◆ **Assignment**:
In full and unchanged, output the entries that follow.

◆ **Records drawn from a dataset**:
use std::fmt::Display;
use std::sync::Arc;
use std::time::{Duration, Instant};

use moka::Expiry;

use crate::error::AppError;
use crate::error::AppResult;

const SEARCH_TTL: Duration = Duration::from_secs(60);
const RESOURCE_TTL: Duration = Duration::from_secs(3600);
const MAX_ENTRIES: u64 = 2048;

#[derive(Debug, Clone, Copy, PartialEq, Eq, Hash)]
pub enum CacheKind {
    /// A `search/*` request; results change with every keystroke and go stale fast
    Search,
    /// Any other upstream request
    Resource,
}

/// Identity of one upstream request
///
/// Parameters are kept as structured pairs, so no value can smuggle in a
/// separator and alias a different request.
#[derive(Debug, Clone, PartialEq, Eq, Hash)]
pub struct CacheKey {
    kind: CacheKind,
    endpoint: String,
    params: Vec<(String, String)>,
}

impl CacheKey {
    /// Builds the key for an upstream request. Parameters are sorted so that
    /// the same query in a different order shares an entry.
    pub fn for_request(endpoint: &str, params: &[(String, String)]) -> Self {
        let mut params = params.to_vec();
        params.sort();

        let kind = if endpoint.starts_with("search/") {
            CacheKind::Search
        } else {
            CacheKind::Resource
        };

        Self {
            kind,
            endpoint: endpoint.to_string(),
            params,
        }
    }

    pub fn kind(&self) -> CacheKind {
        self.kind
    }

    pub fn ttl(&self) -> Duration {
        match self.kind {
            CacheKind::Search => SEARCH_TTL,
            CacheKind::Resource => RESOURCE_TTL,
        }
    }
}

impl Display for CacheKey {
    fn fmt(&self, f: &mut std::fmt::Formatter<'_>) -> std::fmt::Result {
        let prefix = match self.kind {
            CacheKind::Search => "search",
            CacheKind::Resource => "tmdb",
        };
        write!(f, "{}:{}", prefix, self.endpoint)?;
        if !self.params.is_empty() {
            write!(f, " {:?}", self.params)?;
        }
        Ok(())
    }
}

#[derive(Debug, Clone)]
struct CacheEntry {
    json: Arc<str>,
    ttl: Duration,
}

/// Every entry lives for the ttl it was stored with
struct EntryTtl;

impl Expiry<CacheKey, CacheEntry> for EntryTtl {
    fn expire_after_create(
        &self,
        _key: &CacheKey,
        value: &CacheEntry,
        _created_at: Instant,
    ) -> Option<Duration> {
        Some(value.ttl)
    }

    fn expire_after_update(
        &self,
        _key: &CacheKey,
        value: &CacheEntry,
        _updated_at: Instant,
        _duration_until_expiry: Option<Duration>,
    ) -> Option<Duration> {
        Some(value.ttl)
    }
}

/// Process-local response cache with per-entry TTL and a bounded size.
#[derive(Clone)]
pub struct Cache {
    entries: moka::future::Cache<CacheKey, CacheEntry>,
}

impl Default for Cache {
    fn default() -> Self {
        Self::with_capacity(MAX_ENTRIES)
    }
}

impl Cache {
    pub fn new() -> Self {
        Self::default()
    }

    pub fn with_capacity(max_entries: u64) -> Self {
        let entries = moka::future::Cache::builder()
            .max_capacity(max_entries)
            .expire_after(EntryTtl)
            .build();
        Self { entries }
    }

    /// Retrieves a value from the cache by key
    ///
    /// Returns `None` if the key is absent or its entry has expired.
    pub async fn get_from_cache<T: serde::de::DeserializeOwned>(
        &self,
        key: &CacheKey,
    ) -> AppResult<Option<T>> {
        let Some(entry) = self.entries.get(key).await else {
            return Ok(None);
        };

        let data = serde_json::from_str(&entry.json)
            .map_err(|e| AppError::Internal(format!("Cache deserialization error: {}", e)))?;
        tracing::debug!(key = %key, "Cache hit");
        Ok(Some(data))
    }

    /// Stores a value in the cache
    ///
    /// Serialization failures are logged and the value is simply not cached.
    pub async fn store<T: serde::Serialize>(&self, key: &CacheKey, value: &T, ttl: Duration) {
        let json = match serde_json::to_string(value) {
            Ok(j) => j,
            Err(e) => {
                tracing::error!(error = %e, "Cache serialization error");
                return;
            }
        };

        self.entries
            .insert(
                key.clone(),
                CacheEntry {
                    json: json.into(),
                    ttl,
                },
            )
            .await;
    }

    /// Number of live entries after pending evictions have been applied
    pub async fn len(&self) -> u64 {
        self.entries.run_pending_tasks().await;
        self.entries.entry_count()
    }

    pub async fn is_empty(&self) -> bool {
        self.len().await == 0
    }
}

◆ **Result for this task**:
use std::fmt::Display;
use std::sync::Arc;
use std::time::{Duration, Instant};

use moka::Expiry;

use crate::error::AppError;
use crate::error::AppResult;

const SEARCH_TTL: Duration = Duration::from_secs(60);
const RESOURCE_TTL: Duration = Duration::from_secs(3600);
const MAX_ENTRIES: u64 = 2048;

#[derive(Debug, Clone, Copy, PartialEq, Eq, Hash)]
pub enum CacheKind {
    /// A `search/*` request; results change with every keystroke and go stale fast
    Search,
    /// Any other upstream request
    Resource,
}

/// Identity of one upstream request
///
/// Parameters are kept as structured pairs, so no value can smuggle in a
/// separator and alias a different request.
#[derive(Debug, Clone, PartialEq, Eq, Hash)]
pub struct CacheKey {
    kind: CacheKind,
    endpoint: String,
    params: Vec<(String, String)>,
}

impl CacheKey {
    /// Builds the key for an upstream request. Parameters are sorted so that
    /// the same query in a different order shares an entry.
    pub fn for_request(endpoint: &str, params: &[(String, String)]) -> Self {
        let mut params = params.to_vec();
        params.sort();

        let kind = if endpoint.starts_with("search/") {
            CacheKind::Search
        } else {
            CacheKind::Resource
        };

        Self {
            kind,
            endpoint: endpoint.to_string(),
            params,
        }
    }

    pub fn kind(&self) -> CacheKind {
        self.kind
    }

    pub fn ttl(&self) -> Duration {
        match self.kind {
            CacheKind::Search => SEARCH_TTL,
            CacheKind::Resource => RESOURCE_TTL,
        }
    }
}

impl Display for CacheKey {
    fn fmt(&self, f: &mut std::fmt::Formatter<'_>) -> std::fmt::Result {
        let prefix = match self.kind {
            CacheKind::Search => "search",
            CacheKind::Resource => "tmdb",
        };
        write!(f, "{}:{}", prefix, self.endpoint)?;
        if !self.params.is_empty() {
            write!(f, " {:?}", self.params)?;
        }
        Ok(())
    }
}

#[derive(Debug, Clone)]
struct CacheEntry {
    json: Arc<str>,
    ttl: Duration,
}

/// Every entry lives for the ttl it was stored with
struct EntryTtl;

impl Expiry<CacheKey, CacheEntry> for EntryTtl {
    fn expire_after_create(
        &self,
        _key: &CacheKey,
        value: &CacheEntry,
        _created_at: Instant,
    ) -> Option<Duration> {
        Some(value.ttl)
    }

    fn expire_after_update(
        &self,
        _key: &CacheKey,
        value: &CacheEntry,
        _updated_at: Instant,
        _duration_until_expiry: Option<Duration>,
    ) -> Option<Duration> {
        Some(value.ttl)
    }
}

/// Process-local response cache with per-entry TTL and a bounded size.
#[derive(Clone)]
pub struct Cache {
    entries: moka::future::Cache<CacheKey, CacheEntry>,
}

impl Default for Cache {
    fn default() -> Self {
        Self::with_capacity(MAX_ENTRIES)
    }
}

impl Cache {
    pub fn new() -> Self {
        Self::default()
    }

    pub fn with_capacity(max_entries: u64) -> Self {
        let entries = moka::future::Cache::builder()
            .max_capacity(max_entries)
            .expire_after(EntryTtl)
            .build();
        Self { entries }
    }

    /// Retrieves a value from the cache by key
    ///
    /// Returns `None` if the key is absent or its entry has expired.
    pub async fn get_from_cache<T: serde::de::DeserializeOwned>(
        &self,
        key: &CacheKey,
    ) -> AppResult<Option<T>> {
        let Some(entry) = self.entries.get(key).await else {
            return Ok(None);
        };

        let data = serde_json::from_str(&entry.json)
            .map_err(|e| AppError::Internal(format!("Cache deserialization error: {}", e)))?;
        tracing::debug!(key = %key, "Cache hit");
        Ok(Some(data))
    }

    /// Stores a value in the cache
    ///
    /// Serialization failures are logged and the value is simply not cached.
    pub async fn store<T: serde::Serialize>(&self, key: &CacheKey, value: &T, ttl: Duration) {
        let json = match serde_json::to_string(value) {
            Ok(j) => j,
            Err(e) => {
                tracing::error!(error = %e, "Cache serialization error");
                return;
            }
        };

        self.entries
            .insert(
                key.clone(),
                CacheEntry {
                    json: json.into(),
                    ttl,
                },
            )
            .await;
    }

    /// Number of live entries after pending evictions have been applied
    pub async fn len(&self) -> u64 {
        self.entries.run_pending_tasks().await;
        self.entries.entry_count()
    }

    pub async fn is_empty(&self) -> bool {
        self.len().await == 0
    }
}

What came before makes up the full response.